I didn’t know it then but I have learned about it now.  My great grandmother lent money to my parents at a lower interest rate so they could pay off their high interest mortgage.  I believe that this is the reason why many people who had a house and lived through the 80s now always panic at the slightest increase of interest rates. It is ok to be cautious but there is a fine line between being prepared and being paranoid.

Over the years we have seen many crashes in various sectors throughout the market. In the early 2000’s we saw the technology sector crash including a drop in the stock of market leaders such as Nortel and Enron.  Other trends in the past that have proven to be very risky for investors have included investing in Asian markets and the Precious Metals sector.

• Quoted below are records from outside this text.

use anyhow::{Context, Result, bail};
use clap::{Parser, Subcommand};
use payroll_dashboard::{
    AppState, Config,
    models::{EmployeeId, ImportJob, Period},
    services::HttpGateway,
};
use std::{path::PathBuf, sync::Arc};
use tracing::{info, warn};
use tracing_subscriber::EnvFilter;

#[derive(Parser, Debug)]
#[command(name = "payroll-dashboard")]
#[command(about = "Headless client for the payroll reporting dashboard")]
#[command(version)]
struct Cli {
    #[command(subcommand)]
    command: Command,
}

#[derive(Subcommand, Debug)]
enum Command {
    /// Load the overview and the panel of one period
    Dashboard {
        /// Period to show instead of the default one
        #[arg(long)]
        period: Option<String>,
    },
    /// Browse the employee directory
    Employees {
        /// Name or personnel number filter
        #[arg(long, short)]
        search: Option<String>,

        #[arg(long, default_value_t = 1)]
        page: u32,

        /// Show the payroll history of this employee
        #[arg(long)]
        select: Option<i64>,
    },
    /// List recent imports
    Imports,
    /// Upload a payroll CSV export
    Upload { file: PathBuf },
}

// Controllers assume single-threaded cooperative scheduling.
#[tokio::main(flavor = "current_thread")]
async fn main() -> Result<()> {
    // ─── Logging ──────────────────────────────────────────────────────────────
    tracing_subscriber::fmt()
        .with_env_filter(
            EnvFilter::try_from_default_env()
                .unwrap_or_else(|_| EnvFilter::new("payroll_dashboard=debug")),
        )
        .init();

    let cli = Cli::parse();

    // ─── Config ───────────────────────────────────────────────────────────────
    let config = Config::from_env()?;
    info!(api = %config.api_base_url, "using reporting API");

    // ─── Session ──────────────────────────────────────────────────────────────
    let gateway = HttpGateway::new(&config)?;
    if let Some((username, password)) = config.credentials() {
        let user = gateway.login(username, password).await?;
        info!(user = %user.username, role = %user.role, "logged in");
    }

    let state = AppState::new(Arc::new(gateway), config);

    match cli.command {
        Command::Dashboard { period } => show_dashboard(&state, period).await,
        Command::Employees {
            search,
            page,
            select,
        } => show_employees(&state, search, page, select).await,
        Command::Imports => show_imports(&state).await,
        Command::Upload { file } => upload(&state, file).await,
    }
}

async fn show_dashboard(state: &AppState, period: Option<String>) -> Result<()> {
    let dashboard = state.dashboard();
    let mut rx = dashboard.subscribe();
    rx.wait_for(|s| s.is_idle()).await?;

    if let Some(period) = period {
        dashboard.select_period(Period::new(period))?;
        rx.wait_for(|s| s.is_idle()).await?;
    }

    let snapshot = dashboard.state();
    if let Some(e) = snapshot.global.error.as_ref().or(snapshot.period_phase.error.as_ref()) {
        bail!("dashboard could not be loaded: {e}");
    }
    let Some(view) = snapshot.ready() else {
        warn!("no payroll data imported yet");
        return Ok(());
    };

    let kpis = &view.panel.kpis;
    println!("Period           {}", view.panel.period);
    println!("Employees        {}", kpis.employee_count);
    println!("Total cost       {}", kpis.total_cost);
    println!("Total gross      {}", kpis.total_gross);
    println!("Employer SV      {}", kpis.total_sv_ag);
    println!("Reimbursements   {}", kpis.total_reimbursements());
    println!(
        "Last import      {}",
        kpis.last_import_status.as_deref().unwrap_or("-")
    );

    println!("\nTop employees");
    for item in &view.panel.top.items {
        println!(
            "  {:<10} {:<30} {}",
            item.external_id,
            format!("{} {}", item.first_name, item.last_name),
            item.total_cost
        );
    }

    println!("\nMonthly total cost");
    for row in snapshot.monthly_chronological() {
        println!("  {}  {:>4} employees  {}", row.period, row.employee_count, row.total_cost);
    }
    Ok(())
}

async fn show_employees(
    state: &AppState,
    search: Option<String>,
    page: u32,
    select: Option<i64>,
) -> Result<()> {
    let directory = state.directory();
    let mut rx = directory.subscribe();
    rx.wait_for(|s| s.is_idle()).await?;

    if let Some(search) = search {
        directory.set_query(search.clone());
        rx.wait_for(|s| s.settled_query == search && s.is_idle())
            .await?;
    }
    if page > 1 {
        directory.set_page(page);
        rx.wait_for(|s| s.is_idle()).await?;
    }
    if let Some(id) = select {
        directory.select(EmployeeId(id));
    }

    let snapshot = directory.state();
    if let Some(e) = &snapshot.error {
        bail!("employees could not be loaded: {e}");
    }

    println!(
        "Page {}/{} ({} matches)",
        snapshot.page,
        snapshot.page_count(),
        snapshot.total
    );
    for e in snapshot.employees.iter().flatten() {
        let marker = if snapshot.selected == Some(e.id) { '>' } else { ' ' };
        println!("{marker} {:>6}  {:<10} {}", e.id.0, e.external_id, e.display_name());
    }

    let detail = directory
        .detail()
        .subscribe()
        .wait_for(|d| d.is_idle())
        .await?
        .clone();
    if let Some(e) = detail.error {
        bail!("payroll history could not be loaded: {e}");
    }
    if let Some(history) = detail.history {
        println!("\nPayroll history of {}", history.employee.display_name());
        for record in history.chronological() {
            println!(
                "  {}  gross {}  net {}  total cost {} {}",
                record.period,
                record.gross_amount,
                record.net_amount,
                record.total_cost,
                record.currency
            );
        }
    }
    Ok(())
}

async fn show_imports(state: &AppState) -> Result<()> {
    let imports = state.imports();
    imports.subscribe().wait_for(|s| s.is_idle()).await?;

    let snapshot = imports.state();
    if let Some(e) = &snapshot.history.error {
        bail!("import history could not be loaded: {e}");
    }
    print_jobs(&snapshot.jobs.unwrap_or_default());
    Ok(())
}

async fn upload(state: &AppState, file: PathBuf) -> Result<()> {
    let filename = file
        .file_name()
        .and_then(|n| n.to_str())
        .context("upload path has no file name")?
        .to_string();
    let contents = tokio::fs::read(&file)
        .await
        .with_context(|| format!("reading {}", file.display()))?;

    let imports = state.imports();
    let done = imports.upload(&filename, contents).await?;
    println!(
        "Import started: {} ({}) -> {}",
        done.filename,
        done.period.as_ref().map(Period::as_str).unwrap_or("-"),
        done.status
    );

    imports.subscribe().wait_for(|s| s.is_idle()).await?;
    print_jobs(&imports.state().jobs.unwrap_or_default());
    Ok(())
}

fn print_jobs(jobs: &[ImportJob]) {
    if jobs.is_empty() {
        println!("No imports yet.");
        return;
    }
    for job in jobs {
        println!(
            "{:>6}  {:<40} {:<8} {}",
            job.id,
            job.filename,
            job.period.as_ref().map(Period::as_str).unwrap_or("-"),
            job.status
        );
    }
}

The  current buzz in the financial industry is investing trends such as Emerging Markets and Social Responsible Mutual Funds.  Don’t bother researching and reading on these new trends, as they are just that, trends.  Please do not fall victim to the current investment trends.  If we have learned anything from the past market cycles it is that trends are not long term investment strategies. They are a fad and with time they will pass…along with your profits.


(photo by moriza)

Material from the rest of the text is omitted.